[RECORDS SHOWN]
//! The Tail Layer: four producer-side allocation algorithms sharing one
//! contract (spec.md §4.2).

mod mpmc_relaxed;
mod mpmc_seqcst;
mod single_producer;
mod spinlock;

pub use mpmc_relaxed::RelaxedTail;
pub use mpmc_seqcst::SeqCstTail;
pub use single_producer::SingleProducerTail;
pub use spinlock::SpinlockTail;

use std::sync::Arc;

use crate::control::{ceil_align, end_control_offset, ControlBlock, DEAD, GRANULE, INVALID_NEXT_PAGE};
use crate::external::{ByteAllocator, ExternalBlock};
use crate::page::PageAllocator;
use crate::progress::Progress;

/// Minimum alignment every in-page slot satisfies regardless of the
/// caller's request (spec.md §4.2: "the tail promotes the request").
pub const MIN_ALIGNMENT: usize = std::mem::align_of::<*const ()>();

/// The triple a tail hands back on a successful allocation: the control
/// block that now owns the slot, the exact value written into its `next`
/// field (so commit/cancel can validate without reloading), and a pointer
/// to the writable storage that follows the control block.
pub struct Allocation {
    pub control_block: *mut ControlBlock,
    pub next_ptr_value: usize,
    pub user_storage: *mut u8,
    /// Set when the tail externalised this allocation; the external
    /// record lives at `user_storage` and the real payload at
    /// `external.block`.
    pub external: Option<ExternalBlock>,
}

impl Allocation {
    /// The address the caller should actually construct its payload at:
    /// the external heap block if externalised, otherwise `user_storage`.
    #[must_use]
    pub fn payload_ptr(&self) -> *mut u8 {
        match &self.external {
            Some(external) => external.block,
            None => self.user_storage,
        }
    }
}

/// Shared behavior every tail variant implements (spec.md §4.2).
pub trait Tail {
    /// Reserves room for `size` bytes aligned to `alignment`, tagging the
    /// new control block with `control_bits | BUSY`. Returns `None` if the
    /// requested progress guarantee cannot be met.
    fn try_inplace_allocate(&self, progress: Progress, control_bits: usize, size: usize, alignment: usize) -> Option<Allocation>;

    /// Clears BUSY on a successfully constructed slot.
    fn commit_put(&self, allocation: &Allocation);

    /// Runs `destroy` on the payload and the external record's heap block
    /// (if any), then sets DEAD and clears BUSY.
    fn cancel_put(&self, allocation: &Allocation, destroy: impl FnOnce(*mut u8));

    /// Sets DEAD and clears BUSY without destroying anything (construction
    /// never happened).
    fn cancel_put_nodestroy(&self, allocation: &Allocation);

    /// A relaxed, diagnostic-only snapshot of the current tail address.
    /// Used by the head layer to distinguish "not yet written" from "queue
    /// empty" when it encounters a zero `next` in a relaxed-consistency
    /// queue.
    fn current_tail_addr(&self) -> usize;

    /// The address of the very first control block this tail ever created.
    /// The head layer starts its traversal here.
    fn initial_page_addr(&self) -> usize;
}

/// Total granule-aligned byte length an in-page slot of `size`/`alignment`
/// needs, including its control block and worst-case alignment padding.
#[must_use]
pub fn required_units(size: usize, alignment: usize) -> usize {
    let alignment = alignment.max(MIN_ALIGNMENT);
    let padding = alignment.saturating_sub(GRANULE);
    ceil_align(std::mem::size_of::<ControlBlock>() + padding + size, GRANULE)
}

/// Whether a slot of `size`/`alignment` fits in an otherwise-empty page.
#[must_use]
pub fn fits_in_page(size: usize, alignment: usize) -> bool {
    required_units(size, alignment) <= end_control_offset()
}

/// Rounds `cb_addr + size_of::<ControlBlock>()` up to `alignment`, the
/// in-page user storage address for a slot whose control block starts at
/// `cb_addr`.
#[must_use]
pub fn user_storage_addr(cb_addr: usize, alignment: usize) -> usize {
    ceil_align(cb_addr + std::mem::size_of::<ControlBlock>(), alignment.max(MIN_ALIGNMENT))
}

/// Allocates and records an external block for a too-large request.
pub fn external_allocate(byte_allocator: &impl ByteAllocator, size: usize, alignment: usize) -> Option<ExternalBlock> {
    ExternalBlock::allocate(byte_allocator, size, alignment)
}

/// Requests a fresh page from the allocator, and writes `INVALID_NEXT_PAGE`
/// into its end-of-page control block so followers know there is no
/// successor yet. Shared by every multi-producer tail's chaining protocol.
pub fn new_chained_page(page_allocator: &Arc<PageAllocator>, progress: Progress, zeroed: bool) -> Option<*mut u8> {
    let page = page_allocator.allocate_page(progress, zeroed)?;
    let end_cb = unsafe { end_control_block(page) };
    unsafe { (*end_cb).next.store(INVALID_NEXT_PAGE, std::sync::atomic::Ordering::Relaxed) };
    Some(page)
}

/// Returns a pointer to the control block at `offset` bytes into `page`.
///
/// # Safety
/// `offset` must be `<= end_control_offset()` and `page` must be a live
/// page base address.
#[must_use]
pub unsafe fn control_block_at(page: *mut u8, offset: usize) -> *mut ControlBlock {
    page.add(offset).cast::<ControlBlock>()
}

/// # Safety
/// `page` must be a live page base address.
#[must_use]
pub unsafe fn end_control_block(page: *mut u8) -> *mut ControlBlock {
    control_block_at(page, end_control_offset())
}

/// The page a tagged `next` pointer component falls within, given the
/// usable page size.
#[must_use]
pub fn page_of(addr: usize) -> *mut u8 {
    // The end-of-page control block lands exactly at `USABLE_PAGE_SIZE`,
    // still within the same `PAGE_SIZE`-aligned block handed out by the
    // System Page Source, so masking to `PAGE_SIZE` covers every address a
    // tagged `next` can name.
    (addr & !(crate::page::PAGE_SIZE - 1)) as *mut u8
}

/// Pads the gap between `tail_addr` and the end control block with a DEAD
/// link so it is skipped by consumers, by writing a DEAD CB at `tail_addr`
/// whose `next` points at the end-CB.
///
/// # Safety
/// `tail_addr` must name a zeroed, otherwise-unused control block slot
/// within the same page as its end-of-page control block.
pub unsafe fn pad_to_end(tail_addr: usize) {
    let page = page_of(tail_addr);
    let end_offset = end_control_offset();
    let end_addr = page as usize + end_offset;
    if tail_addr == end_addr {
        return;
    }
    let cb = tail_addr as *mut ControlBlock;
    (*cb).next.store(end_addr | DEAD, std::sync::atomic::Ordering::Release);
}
[/RECORDS SHOWN]
- [REQUIREMENT] Copy from the entries above each line in which the string "spinlock" can be found.

- [ANSWER FOR THIS EXERCISE]
mod spinlock;
pub use spinlock::SpinlockTail;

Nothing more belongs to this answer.